Credibilidade é palavra-chave do jornalismo. Com ela cresceram os jornais; por falta dela suicidam-se jornais, rádios e televisões – não a internet que na generalidade dos sites não é isso que se procura.
Que a credibilidade do jornalismo anda pelas ruas da amargura prova-se com eventos recentes: Trump ganhou contra a esmagadora maioria da informação qualificada norte-americana (tinha consigo 9 diários e 4 semanários contra 229 diários e 131 semanários apoiantes de Clinton, segundo contas de Pablo Boczkowski do Neiman Lab). No Brexit foi o que se viu; por cá é o que sente nas ruas e se constata nas vendas de jornais e de revistas.
O que dá credibilidade às publicações é o seu passado. O presente, reforça ou destrói. Quem as empresas escolhem para dirigir as suas redações é fundamental. E o que temos visto nos últimos tempos não abona. Como José Pedro Castanheira salientou no 4º Congresso dos Jornalistas, que terminou no domingo, jornais, rádios e televisões mudam de responsáveis como os clubes de futebol trocam de treinador. Há os que mudam de equipa e há os que até mudam de especialidade desportiva (saltando do papel para a net e da net para o papel e dali para a rádio e talvez dali para uma assessoria, com bilhete de ida e volta. E mesmo do mundo empresarial para o editorial, na televisão ou nos jornais. Para diretores, claro, que não havia melhores). O meu amigo Zé chamou-lhes, salvo erro, “diretores saltitantes”.
A credibilidade que os diretores tiverem é a que conferem aos respetivos órgãos. E quem a reconhece não são os leitores desinformados. Pelo contrário, são os líderes de opinião, que lhes conhecem os passados e que passam palavra, os citam ou ignoram, os respeitam ou deles escarnecem, os seguem ou desprezam.

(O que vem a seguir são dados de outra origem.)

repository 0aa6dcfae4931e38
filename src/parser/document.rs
//! Line-oriented parser for VCU encoder configuration files.
//!
//! The grammar is a small INI dialect:
//!
//! ```text
//! # full-line comment
//! [INPUT]
//! Width  = 1920      # trailing comment
//! Format = NV12
//! [GOP]
//! Gop.Length = 30
//! ```
//!
//! Section names are case-insensitive and stored upper-cased. Keys are
//! case-sensitive and may contain dots (`Gop.Length` is one key, not a path).

use anyhow::{Context, Result};
use indexmap::IndexMap;
use serde::{Serialize, Serializer};
use std::fs;
use std::path::Path;
use thiserror::Error;
use tracing::debug;

use super::value::{Value, parse_value};

/// Errors raised while tokenizing a configuration document
#[derive(Debug, Clone, PartialEq, Eq, Error)]
pub enum ParseError {
    #[error("line {line}: parameter '{key}' found outside of section")]
    OutsideSection { line: usize, key: String },
}

/// A named group of `key = value` entries
#[derive(Debug, Clone, PartialEq, Default)]
pub struct Section {
    name: String,
    entries: IndexMap<String, Value>,
}

impl Section {
    pub fn new(name: impl Into<String>) -> Self {
        Self {
            name: name.into(),
            entries: IndexMap::new(),
        }
    }

    pub fn name(&self) -> &str {
        &self.name
    }

    pub fn get(&self, key: &str) -> Option<&Value> {
        self.entries.get(key)
    }

    pub fn contains_key(&self, key: &str) -> bool {
        self.entries.contains_key(key)
    }

    /// Insert or overwrite an entry. An overwritten key keeps its position.
    pub fn insert(&mut self, key: impl Into<String>, value: Value) -> Option<Value> {
        self.entries.insert(key.into(), value)
    }

    pub fn iter(&self) -> impl Iterator<Item = (&str, &Value)> {
        self.entries.iter().map(|(k, v)| (k.as_str(), v))
    }

    pub fn len(&self) -> usize {
        self.entries.len()
    }

    pub fn is_empty(&self) -> bool {
        self.entries.is_empty()
    }
}

// Sections serialize as their entry map; the name is the key in the parent
impl Serialize for Section {
    fn serialize<S: Serializer>(&self, serializer: S) -> std::result::Result<S::Ok, S::Error> {
        self.entries.serialize(serializer)
    }
}

/// A parsed configuration: sections in the order they first appeared
#[derive(Debug, Clone, PartialEq, Default, Serialize)]
#[serde(transparent)]
pub struct Document {
    sections: IndexMap<String, Section>,
}

impl Document {
    /// Parse a configuration from text.
    ///
    /// Fails only when an assignment appears before the first section header.
    /// Lines that are neither headers nor assignments are ignored.
    pub fn parse_str(source: &str) -> Result<Self, ParseError> {
        let mut sections: IndexMap<String, Section> = IndexMap::new();
        let mut current: Option<String> = None;

        for (index, raw) in source.lines().enumerate() {
            let line_no = index + 1;
            let line = raw.trim();
            if line.is_empty() || line.starts_with('#') {
                continue;
            }

            if let Some(name) = section_header(line) {
                let name = name.to_uppercase();
                debug!(line = line_no, section = %name, "section header");
                sections
                    .entry(name.clone())
                    .or_insert_with(|| Section::new(name.clone()));
                current = Some(name);
                continue;
            }

            if !line.contains('=') {
                debug!(line = line_no, text = line, "ignoring line without assignment");
                continue;
            }

            let content = line.split_once('#').map_or(line, |(before, _)| before);
            let Some((key, value)) = content.split_once('=') else {
                // The only '=' was inside the comment
                continue;
            };
            let key = key.trim();

            let Some(section_name) = current.as_deref() else {
                return Err(ParseError::OutsideSection {
                    line: line_no,
                    key: key.to_string(),
                });
            };

            let parsed = parse_value(value);
            debug!(
                line = line_no,
                section = section_name,
                key,
                kind = parsed.type_name(),
                "entry"
            );
            sections
                .entry(section_name.to_string())
                .or_insert_with(|| Section::new(section_name))
                .insert(key, parsed);
        }

        Ok(Self { sections })
    }

    /// Read and parse a configuration file
    pub fn from_file(path: impl AsRef<Path>) -> Result<Self> {
        let path = path.as_ref();
        let contents = fs::read_to_string(path)
            .with_context(|| format!("Failed to read config file: {}", path.display()))?;

        let document = Self::parse_str(&contents)
            .with_context(|| format!("Failed to parse config file: {}", path.display()))?;

        Ok(document)
    }

    /// Look up a section by name (case-insensitive)
    pub fn section(&self, name: &str) -> Option<&Section> {
        self.sections.get(&name.to_uppercase())
    }

    /// Look up a single value
    pub fn get(&self, section: &str, key: &str) -> Option<&Value> {
        self.section(section).and_then(|s| s.get(key))
    }

    pub fn contains_section(&self, name: &str) -> bool {
        self.section(name).is_some()
    }

    pub fn sections(&self) -> impl Iterator<Item = &Section> {
        self.sections.values()
    }

    pub fn len(&self) -> usize {
        self.sections.len()
    }

    pub fn is_empty(&self) -> bool {
        self.sections.is_empty()
    }
}

/// `[name]` at the start of a line; anything after the `]` is ignored
fn section_header(line: &str) -> Option<&str> {
    let rest = line.strip_prefix('[')?;
    let end = rest.find(']')?;
    let name = &rest[..end];
    (!name.is_empty()).then_some(name)
}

Mas a preocupação geral parece ser a da conquista de audiências, a da busca da adesão acrítica dos leitores. Ser lido, para um jornalista, não basta. O gratificante é informar sobre assuntos relevantes, sobre matérias que contribuam para que os leitores possam decidir de forma consciente e informada. Quem apenas pensa em comunicar pouco se importa com a mensagem; o jornalista preocupa-se com conteúdo. A velha questão, nunca por demais recordada, da diferença entre o interesse público e o interesse do público.
Mas para quem confunde comunicar com informar (talvez até prefiram a primeira, na falsa esperança que o entretenimento, os vídeos com cãezinhos, o sangue e a restante superficialidade paguem melhor), não gosta de jornalistas defensores da ética e das preocupações da profissão. Querem comunicadores, os outros são empecilhos. Por isso não estranho que tenhamos chegado a uma situação em que, entre os diretores em exercício nos diários e nas televisões, pelos menos cinco tenham já sido assessores ou administradores. Quatro herdaram órgãos de referência de grande dimensão.

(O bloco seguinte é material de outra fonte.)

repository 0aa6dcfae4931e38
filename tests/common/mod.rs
#![allow(dead_code)]

pub mod helpers;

Serão independentes? Tanto como os outros? Talvez. Mas é inegável que em parte das respetivas vidas aceitaram que a verdade, a liberdade, a isenção, a independência a importância da mensagem não eram preocupações profissionais. Um assessor de ministro, um responsável por uma campanha, um gestor não procura transmitir conhecimento relevante. Antes pelo contrário. Têm água para levar ao moinho.
Por muito que queiram fechar o parêntesis que optaram por abrir em tempos anteriores, não conseguem sacudir a suspeição. O recato não pode ser apenas imposto à mulher de César e aos políticos. Afinal não é irrelevante ter andado ao lado de um primeiro-ministro, ter estado ao serviço de um alto representante do Estado ou liderado uma fundação privada durante anos, assessorar um líder partidário ou ter administrado os jornais que agora dirige.
Que pena o 4º Congresso (obrigado por ele, Flor Pedroso e equipa) não ter aprovado por aclamação o período de seis meses de nojo (deveria ser perpétuo para diretores) para quem quer regressar à profissão após passagem por cargos incompatíveis.
Foi um tiro no pé. Logo quando precisávamos de credibilidade, que tanto custa a conquistar e tão pouco a destruir.